AMM is the AMSOL Model Module (AMM) that was originally (in 2001) made available as an add-on to Semichem, Inc.'s AMPAC 7.0 package. Beginning with AMPAC 9 (in 2008), AMM became an integral part of Semichem's AMPAC, rather than an add-on. AMM contains two solvation models, each of which may be used with rigid gas-phase geometries or with analytic gradients for geometry optimization in solution.
The first model is SM5.2R. This model has been parameterized for AM1, PM3, MNDO, and MNDO/d against a broad database of solvation free energies in aqueous solution and organic solvents. This model is used gas-phase geometries, and an alternative name for the methods employs the double-slash convention, for example, SM5.2R/AM1 is shorthand for SM5.2/AM1(liq)//AM1(gas). A reference for these parameterizations is:
"A Universal Quantum Mechanical Model for Solvation Free Energies Based on Gas-Phase Free Geometries," G. D. Hawkins, C. J. Cramer, and D. G. Truhlar, Journal of Physical Chemistry B 102, 3257-3271 (1998).

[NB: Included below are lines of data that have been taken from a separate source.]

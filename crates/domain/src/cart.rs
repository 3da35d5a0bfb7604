//! Read-only cart view fetched from the cart collaborator.

use common::OwnerId;
use serde::{Deserialize, Serialize};

use crate::money::ProductId;

/// One line of a cart: a product and the quantity the owner wants.
#[derive(Debug, Clone, Copy, PartialEq, Eq, Serialize, Deserialize)]
pub struct CartLine {
    /// The product to order.
    pub product_id: ProductId,
    /// Quantity requested.
    pub quantity: u32,
}

impl CartLine {
    /// Creates a new cart line.
    pub fn new(product_id: impl Into<ProductId>, quantity: u32) -> Self {
        Self {
            product_id: product_id.into(),
            quantity,
        }
    }
}

/// Snapshot of an owner's cart at saga start.
///
/// The cart collaborator owns this data; the snapshot is read-only input to
/// validation and is never mutated locally. Prices are deliberately absent:
/// the price that goes on the order is the one observed at validation time.
#[derive(Debug, Clone, PartialEq, Eq, Serialize, Deserialize)]
pub struct CartSnapshot {
    /// The identity that owns the cart.
    pub owner_id: OwnerId,
    /// Cart lines in the order the collaborator returned them.
    pub lines: Vec<CartLine>,
}

impl CartSnapshot {
    /// Creates a snapshot for an owner with the given lines.
    pub fn new(owner_id: OwnerId, lines: Vec<CartLine>) -> Self {
        Self { owner_id, lines }
    }

    /// Creates an empty snapshot, the valid state for an owner with no cart.
    pub fn empty(owner_id: OwnerId) -> Self {
        Self {
            owner_id,
            lines: Vec::new(),
        }
    }

    /// Returns true if the cart has no lines.
    pub fn is_empty(&self) -> bool {
        self.lines.is_empty()
    }
}
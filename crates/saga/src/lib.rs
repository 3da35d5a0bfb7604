//! Order placement saga.
//!
//! Turns a cart into a durable order across services that share no
//! transaction boundary:
//! 1. Fetch the cart and re-validate price and stock per line.
//! 2. Consult the payment decision stub.
//! 3. Commit the order locally (the only real transaction).
//! 4. Reserve inventory line by line via signed stock deltas.
//! 5. Clear the cart (best-effort) and finalize.
//!
//! A failure before the local commit aborts with nothing to clean up. A
//! failure after it triggers compensation: reverse deltas for exactly the
//! adjustments that landed, and a durable `Failed` status on the order.

pub mod error;
pub mod orchestrator;
pub mod report;
pub mod state;
pub mod validator;

pub use error::OrderError;
pub use orchestrator::SagaOrchestrator;
pub use report::OrderReceipt;
pub use state::SagaState;
pub use validator::Validator;
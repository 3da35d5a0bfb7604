//! Domain model for order placement.
//!
//! Value objects (`Money`, `ProductId`), the read-only `CartSnapshot`
//! fetched from the cart collaborator, per-line validation outcomes, and
//! the `Order` aggregate that the ledger persists.

pub mod cart;
pub mod error;
pub mod money;
pub mod order;
pub mod validation;

pub use cart::{CartLine, CartSnapshot};
pub use error::DomainError;
pub use money::{Money, ProductId};
pub use order::{Order, OrderStatus, ValidatedLine};
pub use validation::{RejectReason, ValidationOutcome};
//! Per-line cart validation against the product and inventory collaborators.

use collaborators::{CollaboratorError, InventoryClient, ProductClient};
use domain::{CartLine, CartSnapshot, RejectReason, ValidatedLine, ValidationOutcome};
use futures_util::future::join_all;

use crate::error::OrderError;

/// Re-validates a cart's lines against authoritative price and stock.
///
/// Price and stock for one line are fetched concurrently, and all lines fan
/// out together; the decision is made only after every check has returned.
/// The price that goes on the order is always the one observed here, never
/// a price cached in the cart.
pub struct Validator<P, I> {
    products: P,
    inventory: I,
}

impl<P, I> Validator<P, I>
where
    P: ProductClient,
    I: InventoryClient,
{
    /// Creates a validator over the given collaborator clients.
    pub fn new(products: P, inventory: I) -> Self {
        Self { products, inventory }
    }

    /// Validates every line of the cart.
    ///
    /// Returns the validated lines (in cart order, priced at validation
    /// time) only if every line is accepted. The first rejection in cart
    /// order wins; a collaborator outage aborts validation outright,
    /// distinct from any rejection.
    pub async fn validate(&self, cart: &CartSnapshot) -> Result<Vec<ValidatedLine>, OrderError> {
        let outcomes = join_all(cart.lines.iter().map(|line| self.check_line(line))).await;

        let mut validated = Vec::with_capacity(cart.lines.len());
        for (line, outcome) in cart.lines.iter().zip(outcomes) {
            match outcome? {
                ValidationOutcome::Accepted(price) => {
                    validated.push(ValidatedLine::new(line.product_id, line.quantity, price));
                }
                ValidationOutcome::Rejected { product_id, reason } => {
                    tracing::info!(%product_id, %reason, "cart line rejected");
                    return Err(OrderError::LineRejected { product_id, reason });
                }
            }
        }
        Ok(validated)
    }

    async fn check_line(&self, line: &CartLine) -> Result<ValidationOutcome, OrderError> {
        let (product, stock) = tokio::join!(
            self.products.fetch_product(line.product_id),
            self.inventory.fetch_stock(line.product_id),
        );

        // A missing catalog or stock record rejects the line; an unreachable
        // collaborator is not a rejection and aborts the whole validation.
        let price = match product {
            Ok(info) => Some(info.price),
            Err(CollaboratorError::ProductNotFound { .. }) => None,
            Err(e) => return Err(e.into()),
        };
        let available = match stock {
            Ok(level) => Some(level.quantity),
            Err(CollaboratorError::StockNotFound { .. }) => None,
            Err(e) => return Err(e.into()),
        };

        Ok(match (price, available) {
            (None, _) | (_, None) => ValidationOutcome::Rejected {
                product_id: line.product_id,
                reason: RejectReason::NotFound,
            },
            (Some(_), Some(available)) if line.quantity > available => {
                ValidationOutcome::Rejected {
                    product_id: line.product_id,
                    reason: RejectReason::InsufficientStock,
                }
            }
            (Some(price), Some(_)) => ValidationOutcome::Accepted(price),
        })
    }
}
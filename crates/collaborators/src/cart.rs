//! Cart collaborator client.

use std::collections::HashMap;
use std::sync::{Arc, RwLock};

use async_trait::async_trait;
use common::OwnerId;
use domain::{CartLine, CartSnapshot};
use serde::Deserialize;

use crate::config::CollaboratorConfig;
use crate::error::{Collaborator, CollaboratorError, Result};

/// Trait for cart collaborator operations.
#[async_trait]
pub trait CartClient: Send + Sync {
    /// Fetches the owner's cart. An owner with no cart gets an empty
    /// snapshot; that is a valid state, distinct from the service being down.
    async fn fetch_cart(&self, owner_id: OwnerId) -> Result<CartSnapshot>;

    /// Deletes the owner's cart after a successful order.
    async fn clear_cart(&self, owner_id: OwnerId) -> Result<()>;
}

#[derive(Deserialize)]
struct CartPayload {
    #[serde(default)]
    items: Vec<CartItemPayload>,
}

#[derive(Deserialize)]
struct CartItemPayload {
    product_id: i64,
    quantity: u32,
}

/// HTTP client for the cart service.
#[derive(Clone)]
pub struct HttpCartClient {
    http: reqwest::Client,
    base_url: String,
    timeout: std::time::Duration,
}

impl HttpCartClient {
    /// Creates a cart client from the collaborator config.
    pub fn new(config: &CollaboratorConfig) -> Self {
        Self {
            http: reqwest::Client::new(),
            base_url: config.cart_base_url.clone(),
            timeout: config.call_timeout,
        }
    }
}

#[async_trait]
impl CartClient for HttpCartClient {
    async fn fetch_cart(&self, owner_id: OwnerId) -> Result<CartSnapshot> {
        let url = format!("{}/cart/{}", self.base_url, owner_id);
        let response = self
            .http
            .get(&url)
            .timeout(self.timeout)
            .send()
            .await
            .map_err(|e| CollaboratorError::from_transport(Collaborator::Cart, e))?;

        if response.status() == reqwest::StatusCode::NOT_FOUND {
            return Ok(CartSnapshot::empty(owner_id));
        }
        if !response.status().is_success() {
            return Err(CollaboratorError::from_status(
                Collaborator::Cart,
                response.status(),
            ));
        }

        let payload: CartPayload = response
            .json()
            .await
            .map_err(|e| CollaboratorError::from_transport(Collaborator::Cart, e))?;

        let lines = payload
            .items
            .into_iter()
            .map(|item| CartLine::new(item.product_id, item.quantity))
            .collect();
        Ok(CartSnapshot::new(owner_id, lines))
    }

    async fn clear_cart(&self, owner_id: OwnerId) -> Result<()> {
        let url = format!("{}/cart/{}", self.base_url, owner_id);
        let response = self
            .http
            .delete(&url)
            .timeout(self.timeout)
            .send()
            .await
            .map_err(|e| CollaboratorError::from_transport(Collaborator::Cart, e))?;

        if !response.status().is_success() {
            return Err(CollaboratorError::from_status(
                Collaborator::Cart,
                response.status(),
            ));
        }
        Ok(())
    }
}

#[derive(Debug, Default)]
struct InMemoryCartState {
    carts: HashMap<OwnerId, Vec<CartLine>>,
    fail_on_fetch: bool,
    fail_on_clear: bool,
}

/// In-memory cart client for testing.
#[derive(Debug, Clone, Default)]
pub struct InMemoryCartClient {
    state: Arc<RwLock<InMemoryCartState>>,
}

impl InMemoryCartClient {
    /// Creates a new in-memory cart client.
    pub fn new() -> Self {
        Self::default()
    }

    /// Replaces the owner's cart contents.
    pub fn set_cart(&self, owner_id: OwnerId, lines: Vec<CartLine>) {
        self.state.write().unwrap().carts.insert(owner_id, lines);
    }

    /// Returns the owner's current cart lines, if any.
    pub fn cart_lines(&self, owner_id: OwnerId) -> Option<Vec<CartLine>> {
        self.state.read().unwrap().carts.get(&owner_id).cloned()
    }

    /// Configures fetch calls to fail as unavailable.
    pub fn set_fail_on_fetch(&self, fail: bool) {
        self.state.write().unwrap().fail_on_fetch = fail;
    }

    /// Configures clear calls to fail as unavailable.
    pub fn set_fail_on_clear(&self, fail: bool) {
        self.state.write().unwrap().fail_on_clear = fail;
    }
}

#[async_trait]
impl CartClient for InMemoryCartClient {
    async fn fetch_cart(&self, owner_id: OwnerId) -> Result<CartSnapshot> {
        let state = self.state.read().unwrap();
        if state.fail_on_fetch {
            return Err(CollaboratorError::Unavailable {
                which: Collaborator::Cart,
                cause: "injected failure".to_string(),
                uncertain: false,
            });
        }
        match state.carts.get(&owner_id) {
            Some(lines) => Ok(CartSnapshot::new(owner_id, lines.clone())),
            None => Ok(CartSnapshot::empty(owner_id)),
        }
    }

    async fn clear_cart(&self, owner_id: OwnerId) -> Result<()> {
        let mut state = self.state.write().unwrap();
        if state.fail_on_clear {
            return Err(CollaboratorError::Unavailable {
                which: Collaborator::Cart,
                cause: "injected failure".to_string(),
                uncertain: false,
            });
        }
        state.carts.remove(&owner_id);
        Ok(())
    }
}
//! Domain error types.

use thiserror::Error;

use crate::order::OrderStatus;

/// Errors raised by the domain model itself.
#[derive(Debug, Error, PartialEq, Eq)]
pub enum DomainError {
    /// An order must have at least one validated line.
    #[error("order must contain at least one line")]
    NoLines,

    /// A line quantity of zero is never valid.
    #[error("line for product {product_id} has zero quantity")]
    ZeroQuantity { product_id: i64 },

    /// Status transition not allowed from the current status.
    #[error("invalid status transition from {from} to {to}")]
    InvalidStatusTransition { from: OrderStatus, to: OrderStatus },
}
//! The Order aggregate persisted by the ledger.

use common::{OrderId, OwnerId};
use serde::{Deserialize, Serialize};

use crate::error::DomainError;
use crate::money::{Money, ProductId};

/// A cart line that passed validation, priced at validation time.
#[derive(Debug, Clone, Copy, PartialEq, Eq, Serialize, Deserialize)]
pub struct ValidatedLine {
    /// The product ordered.
    pub product_id: ProductId,
    /// Quantity ordered.
    pub quantity: u32,
    /// Unit price observed during validation, not the price at cart-add time.
    pub unit_price: Money,
}

impl ValidatedLine {
    /// Creates a validated line.
    pub fn new(product_id: impl Into<ProductId>, quantity: u32, unit_price: Money) -> Self {
        Self {
            product_id: product_id.into(),
            quantity,
            unit_price,
        }
    }

    /// Returns the total price for this line (quantity * unit_price).
    pub fn total_price(&self) -> Money {
        self.unit_price.multiply(self.quantity)
    }
}

/// Lifecycle status of a persisted order.
///
/// Transitions:
/// ```text
/// Pending ──► Completed   (saga finalized)
/// Pending ──► Failed      (inventory reservation compensated)
/// ```
#[derive(Debug, Clone, Copy, PartialEq, Eq, Hash, Serialize, Deserialize, Default)]
pub enum OrderStatus {
    /// Persisted, inventory not yet reserved.
    #[default]
    Pending,

    /// Inventory reserved; the order is final (terminal state).
    Completed,

    /// Reservation failed and was compensated (terminal state).
    Failed,
}

impl OrderStatus {
    /// Returns true if this is a terminal status.
    pub fn is_terminal(&self) -> bool {
        matches!(self, OrderStatus::Completed | OrderStatus::Failed)
    }

    /// Returns the status name as a string.
    pub fn as_str(&self) -> &'static str {
        match self {
            OrderStatus::Pending => "Pending",
            OrderStatus::Completed => "Completed",
            OrderStatus::Failed => "Failed",
        }
    }
}

impl std::fmt::Display for OrderStatus {
    fn fmt(&self, f: &mut std::fmt::Formatter<'_>) -> std::fmt::Result {
        write!(f, "{}", self.as_str())
    }
}

impl std::str::FromStr for OrderStatus {
    type Err = String;

    fn from_str(s: &str) -> Result<Self, Self::Err> {
        match s {
            "Pending" => Ok(OrderStatus::Pending),
            "Completed" => Ok(OrderStatus::Completed),
            "Failed" => Ok(OrderStatus::Failed),
            other => Err(format!("unknown order status: {other}")),
        }
    }
}

/// The order aggregate: header plus validated lines.
///
/// Constructed by the orchestrator after validation succeeds and handed to
/// the ledger for the durable commit. `total_price` is derived from the
/// lines at construction, so the sum invariant holds for every instance.
/// After persist, the ledger is the system of record and the only further
/// writes are explicit status transitions.
#[derive(Debug, Clone, PartialEq, Eq, Serialize, Deserialize)]
pub struct Order {
    /// Ledger-assigned identifier.
    pub id: OrderId,
    /// The identity the order belongs to.
    pub owner_id: OwnerId,
    /// Sum of unit_price * quantity over all lines.
    pub total_price: Money,
    /// Caller-supplied shipping address.
    pub shipping_address: String,
    /// Lifecycle status.
    pub status: OrderStatus,
    /// The validated lines, in cart order.
    pub lines: Vec<ValidatedLine>,
}

impl Order {
    /// Builds a new pending order from validated lines.
    ///
    /// Fails if `lines` is empty or any line has zero quantity.
    pub fn new(
        id: OrderId,
        owner_id: OwnerId,
        shipping_address: impl Into<String>,
        lines: Vec<ValidatedLine>,
    ) -> Result<Self, DomainError> {
        if lines.is_empty() {
            return Err(DomainError::NoLines);
        }
        if let Some(line) = lines.iter().find(|l| l.quantity == 0) {
            return Err(DomainError::ZeroQuantity {
                product_id: line.product_id.as_i64(),
            });
        }

        let total_price = lines
            .iter()
            .fold(Money::zero(), |acc, line| acc + line.total_price());

        Ok(Self {
            id,
            owner_id,
            total_price,
            shipping_address: shipping_address.into(),
            status: OrderStatus::Pending,
            lines,
        })
    }

    /// Transitions the order to `Completed`. Only valid from `Pending`.
    pub fn complete(&mut self) -> Result<(), DomainError> {
        self.transition(OrderStatus::Completed)
    }

    /// Transitions the order to `Failed`. Only valid from `Pending`.
    pub fn mark_failed(&mut self) -> Result<(), DomainError> {
        self.transition(OrderStatus::Failed)
    }

    fn transition(&mut self, to: OrderStatus) -> Result<(), DomainError> {
        if self.status != OrderStatus::Pending {
            return Err(DomainError::InvalidStatusTransition {
                from: self.status,
                to,
            });
        }
        self.status = to;
        Ok(())
    }
}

The second model is SM5.2. This employs the same parameters as SM5.2R, but it involves geometry optimization in the liquid phase. The SM5.2 model may also be used for calculations at non-stationary points, as required, for example, for direct dynamics calculations.
The third model is SM5CR. This model has been parameterized for AM1, PM3, and MNDO/d. A distinguishing feature of these parameterizations is they employed a larger and more diverse database of free energies of solvation in water and organic solvents than any of our other solvation models. A reference for these parameterizations is:
"A Universal Solvation Model Based on the Conductor-like Screening Model," D. M. Dolney, G. D. Hawkins, P. Winget, D. A. Liotard, C. J. Cramer, and D. G. Truhlar, Journal of Computational Chemistry 21, 340-366 (2000).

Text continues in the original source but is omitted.